Despite this injury, I was back from it in a few weeks and I did not experience any complications. It was an incident that probably will not happen again and was an injury I view as minor in the course of my lifetime.

Post 3

I have always thought that a broken clavicle was something that was of major concern to an athlete. I remember we had a quarterback at our high school that lost his range of motion due to having a broken clavicle.

Once he came back his clavicle was swollen to the point that he had to adjust his range of motion and this greatly affected his passing.

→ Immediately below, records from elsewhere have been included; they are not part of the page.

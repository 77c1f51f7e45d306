//! HTTP Gateway
//!
//! reqwest client for the bucket REST API. In the browser reqwest uses
//! `fetch`, and every request carries the session cookie.

use async_trait::async_trait;
use percent_encoding::{utf8_percent_encode, AsciiSet, NON_ALPHANUMERIC};
use reqwest::{Client, Method, RequestBuilder, Response};
use serde::{Deserialize, Serialize};

use super::BucketGateway;
use crate::config::GatewayConfig;
use crate::domain::{BucketError, BucketResult, Item, ItemId, Operation};

/// RFC 3986 unreserved characters stay as they are in a path segment
const PATH_SEGMENT: &AsciiSet = &NON_ALPHANUMERIC.remove(b'-').remove(b'_').remove(b'.').remove(b'~');

// ========================
// Wire Types
// ========================

#[derive(Deserialize)]
struct BucketBody {
    items: Vec<Item>,
}

#[derive(Serialize)]
struct NewItemBody<'a> {
    description: &'a str,
}

#[derive(Serialize)]
struct CompletedBody {
    completed: bool,
}

// ========================
// Gateway
// ========================

#[derive(Debug, Clone)]
pub struct HttpGateway {
    client: Client,
    config: GatewayConfig,
}

impl HttpGateway {
    pub fn new(config: GatewayConfig) -> Self {
        Self {
            client: Client::new(),
            config,
        }
    }

    pub fn config(&self) -> &GatewayConfig {
        &self.config
    }

    fn item_path(id: &ItemId) -> String {
        format!("/api/bucket/items/{}", utf8_percent_encode(id.as_str(), PATH_SEGMENT))
    }

    fn request(&self, method: Method, path: &str) -> RequestBuilder {
        let builder = self.client.request(method, self.config.url(path));
        #[cfg(target_arch = "wasm32")]
        let builder = builder.fetch_credentials_include();
        builder
    }

    /// Send and reject any non-2xx status
    async fn send(&self, operation: Operation, builder: RequestBuilder) -> BucketResult<Response> {
        let response = builder
            .send()
            .await
            .map_err(|source| BucketError::Transport { operation, source })?;

        let status = response.status();
        if !status.is_success() {
            return Err(BucketError::Status {
                operation,
                status: status.as_u16(),
            });
        }
        Ok(response)
    }
}

#[async_trait(?Send)]
impl BucketGateway for HttpGateway {
    async fn list_items(&self) -> BucketResult<Vec<Item>> {
        let operation = Operation::List;
        let response = self.send(operation, self.request(Method::GET, "/api/bucket")).await?;
        let body: BucketBody = response
            .json()
            .await
            .map_err(|source| BucketError::Decode { operation, source })?;
        Ok(body.items)
    }

    async fn create_item(&self, description: &str) -> BucketResult<Item> {
        let operation = Operation::Create;
        let builder = self
            .request(Method::POST, "/api/bucket/items")
            .json(&NewItemBody { description });
        let response = self.send(operation, builder).await?;
        response
            .json()
            .await
            .map_err(|source| BucketError::Decode { operation, source })
    }

    async fn set_completed(&self, id: &ItemId, completed: bool) -> BucketResult<()> {
        // The response body (updated item or whole bucket) is not needed
        let path = format!("{}/completed", Self::item_path(id));
        let builder = self.request(Method::POST, &path).json(&CompletedBody { completed });
        self.send(Operation::SetCompleted, builder).await?;
        Ok(())
    }

    async fn delete_item(&self, id: &ItemId) -> BucketResult<()> {
        let builder = self.request(Method::DELETE, &Self::item_path(id));
        self.send(Operation::Delete, builder).await?;
        Ok(())
    }
}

This was a very unfortunate, but he was eventually able to recover after a season and adjust. But, this goes to show that the clavicle can play major havoc with athletes, especially those that are used to throwing a ball.

Post 2

@jmc88 - I do not believe ice will work in all cases concerning a swollen clavicle. The clavicle itself is a very thin bone and is prone to breakage. Usually it is not hard to break this bone and have a severely swollen clavicle and when that occurs surgery for bone setting or other medical attention is necessary.

I also have a clavicle that goes out of place and there is little that can be done about it, but this is probably the least severe of the many instance that can occur concerning swollen clavicles and most of the time it is something a little more serious.

Post 1

I always suffer from a swollen clavicle and my doctor tells me to simply ice it and it will go away after awhile. This occurs simply because it will move out of place sometimes and is quite painful when it does. Absolutely nothing seriously wrong with it and I do not need surgery, yet it is something that is ongoing and is rather easy to treat.

My suggestion when a swollen clavicle occurs is to simply ice it if it is not broken. If the area is out of place this means that it does not require treatment and will go away after awhile. It is simply something to take notice of and I would suggest not to do any heavy lifting until the pain goes away.